* ACTIVITY: Return, word for word, the lines of the listing below from the one with "filename src/common/scan.rs" through the one with "at compile time.", and no other lines.

(EXCERPTED RECORDS Opens)

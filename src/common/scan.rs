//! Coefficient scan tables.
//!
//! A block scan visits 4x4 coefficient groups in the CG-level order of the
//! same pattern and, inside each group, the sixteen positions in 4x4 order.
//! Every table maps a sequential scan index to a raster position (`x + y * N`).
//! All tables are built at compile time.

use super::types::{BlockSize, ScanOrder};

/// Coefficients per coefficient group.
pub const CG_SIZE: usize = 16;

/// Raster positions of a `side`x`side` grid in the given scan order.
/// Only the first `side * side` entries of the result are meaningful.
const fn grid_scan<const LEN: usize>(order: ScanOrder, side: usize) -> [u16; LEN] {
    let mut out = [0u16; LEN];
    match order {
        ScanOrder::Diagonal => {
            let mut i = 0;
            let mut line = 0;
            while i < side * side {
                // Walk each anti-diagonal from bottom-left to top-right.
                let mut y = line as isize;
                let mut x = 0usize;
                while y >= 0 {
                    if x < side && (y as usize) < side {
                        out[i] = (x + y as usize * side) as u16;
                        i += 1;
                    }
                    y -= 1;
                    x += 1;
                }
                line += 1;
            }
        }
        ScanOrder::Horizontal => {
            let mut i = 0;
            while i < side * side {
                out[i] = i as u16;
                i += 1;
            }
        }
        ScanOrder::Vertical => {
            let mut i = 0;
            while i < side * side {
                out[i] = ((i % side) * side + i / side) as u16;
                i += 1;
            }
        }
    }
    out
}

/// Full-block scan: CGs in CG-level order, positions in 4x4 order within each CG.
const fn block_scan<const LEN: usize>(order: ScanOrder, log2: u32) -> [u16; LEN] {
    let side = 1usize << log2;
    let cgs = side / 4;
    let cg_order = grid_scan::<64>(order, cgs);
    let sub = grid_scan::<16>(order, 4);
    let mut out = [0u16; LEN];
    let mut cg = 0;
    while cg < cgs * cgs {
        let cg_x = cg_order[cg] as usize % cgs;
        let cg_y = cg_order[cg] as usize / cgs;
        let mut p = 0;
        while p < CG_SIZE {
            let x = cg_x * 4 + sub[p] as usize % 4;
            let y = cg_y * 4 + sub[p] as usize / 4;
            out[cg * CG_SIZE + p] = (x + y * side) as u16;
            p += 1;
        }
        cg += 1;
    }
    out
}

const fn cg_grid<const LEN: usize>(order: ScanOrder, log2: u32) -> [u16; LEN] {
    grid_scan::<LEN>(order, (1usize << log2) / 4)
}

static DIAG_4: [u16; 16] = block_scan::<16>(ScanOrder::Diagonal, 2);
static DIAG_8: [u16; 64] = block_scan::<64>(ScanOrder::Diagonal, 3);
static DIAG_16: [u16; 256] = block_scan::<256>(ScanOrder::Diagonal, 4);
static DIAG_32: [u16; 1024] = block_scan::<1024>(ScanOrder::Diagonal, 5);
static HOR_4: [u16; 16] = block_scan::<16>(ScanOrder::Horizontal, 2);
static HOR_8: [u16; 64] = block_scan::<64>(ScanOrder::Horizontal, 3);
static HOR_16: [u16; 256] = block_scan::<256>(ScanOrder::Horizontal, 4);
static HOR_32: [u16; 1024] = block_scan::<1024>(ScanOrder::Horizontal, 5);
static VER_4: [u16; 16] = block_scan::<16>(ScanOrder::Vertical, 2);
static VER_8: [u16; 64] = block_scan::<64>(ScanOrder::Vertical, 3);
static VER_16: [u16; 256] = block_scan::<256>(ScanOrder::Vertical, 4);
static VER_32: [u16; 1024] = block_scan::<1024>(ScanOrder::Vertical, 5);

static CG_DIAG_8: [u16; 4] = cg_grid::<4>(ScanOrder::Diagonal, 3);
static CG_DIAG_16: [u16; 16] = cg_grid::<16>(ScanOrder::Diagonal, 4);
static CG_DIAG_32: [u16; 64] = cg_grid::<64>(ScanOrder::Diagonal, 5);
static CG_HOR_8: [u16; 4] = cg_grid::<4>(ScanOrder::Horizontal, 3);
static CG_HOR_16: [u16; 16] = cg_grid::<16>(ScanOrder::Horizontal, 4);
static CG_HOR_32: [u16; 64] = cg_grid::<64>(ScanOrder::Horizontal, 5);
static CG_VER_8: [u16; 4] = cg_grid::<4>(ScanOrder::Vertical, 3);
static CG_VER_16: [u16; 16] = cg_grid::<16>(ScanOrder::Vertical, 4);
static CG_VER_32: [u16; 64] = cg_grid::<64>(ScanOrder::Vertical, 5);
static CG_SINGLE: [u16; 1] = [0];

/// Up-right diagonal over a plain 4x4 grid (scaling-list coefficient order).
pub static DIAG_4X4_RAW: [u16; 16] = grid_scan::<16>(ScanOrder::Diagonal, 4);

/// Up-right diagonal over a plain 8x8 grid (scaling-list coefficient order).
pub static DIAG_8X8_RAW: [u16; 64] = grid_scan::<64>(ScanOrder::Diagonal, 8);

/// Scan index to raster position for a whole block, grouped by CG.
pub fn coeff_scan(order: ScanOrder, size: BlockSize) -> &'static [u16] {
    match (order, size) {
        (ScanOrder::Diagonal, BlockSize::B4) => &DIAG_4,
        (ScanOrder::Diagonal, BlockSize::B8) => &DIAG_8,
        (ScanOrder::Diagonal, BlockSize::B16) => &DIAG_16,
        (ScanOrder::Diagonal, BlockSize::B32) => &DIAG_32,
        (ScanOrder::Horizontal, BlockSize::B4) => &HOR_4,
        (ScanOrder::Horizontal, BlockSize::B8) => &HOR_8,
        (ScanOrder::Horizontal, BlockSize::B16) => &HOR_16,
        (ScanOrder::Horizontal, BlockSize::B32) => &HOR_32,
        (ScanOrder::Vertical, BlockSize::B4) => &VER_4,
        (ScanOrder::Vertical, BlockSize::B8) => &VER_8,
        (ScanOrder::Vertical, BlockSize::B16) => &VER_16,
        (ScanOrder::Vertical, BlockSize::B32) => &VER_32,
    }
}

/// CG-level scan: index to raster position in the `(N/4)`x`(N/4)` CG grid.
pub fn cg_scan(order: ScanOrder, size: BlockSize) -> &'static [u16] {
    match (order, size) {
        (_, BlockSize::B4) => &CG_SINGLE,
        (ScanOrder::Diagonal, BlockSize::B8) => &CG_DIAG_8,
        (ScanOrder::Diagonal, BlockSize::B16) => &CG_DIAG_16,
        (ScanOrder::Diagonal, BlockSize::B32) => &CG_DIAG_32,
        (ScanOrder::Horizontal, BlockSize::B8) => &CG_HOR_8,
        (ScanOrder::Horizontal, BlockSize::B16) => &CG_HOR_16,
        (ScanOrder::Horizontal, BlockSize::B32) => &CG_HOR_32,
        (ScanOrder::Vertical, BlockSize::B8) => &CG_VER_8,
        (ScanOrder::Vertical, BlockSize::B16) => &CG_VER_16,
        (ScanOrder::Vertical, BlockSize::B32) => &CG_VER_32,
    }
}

(EXCERPTED RECORDS Closes)
(EXCERPTED RECORDS Opens)

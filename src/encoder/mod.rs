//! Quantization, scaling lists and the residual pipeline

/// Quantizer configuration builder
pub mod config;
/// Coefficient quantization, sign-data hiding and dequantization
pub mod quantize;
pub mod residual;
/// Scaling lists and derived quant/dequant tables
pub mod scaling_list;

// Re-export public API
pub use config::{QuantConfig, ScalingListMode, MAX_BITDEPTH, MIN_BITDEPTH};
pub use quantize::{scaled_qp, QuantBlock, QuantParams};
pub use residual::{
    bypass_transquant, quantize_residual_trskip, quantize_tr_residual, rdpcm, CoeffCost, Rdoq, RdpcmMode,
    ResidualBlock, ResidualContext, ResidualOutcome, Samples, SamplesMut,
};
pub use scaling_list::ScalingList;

(EXCERPTED RECORDS Closes)

* ANSWER TO THIS TASK:
filename src/common/scan.rs
//! Coefficient scan tables.
//!
//! A block scan visits 4x4 coefficient groups in the CG-level order of the
//! same pattern and, inside each group, the sixteen positions in 4x4 order.
//! Every table maps a sequential scan index to a raster position (`x + y * N`).
//! All tables are built at compile time.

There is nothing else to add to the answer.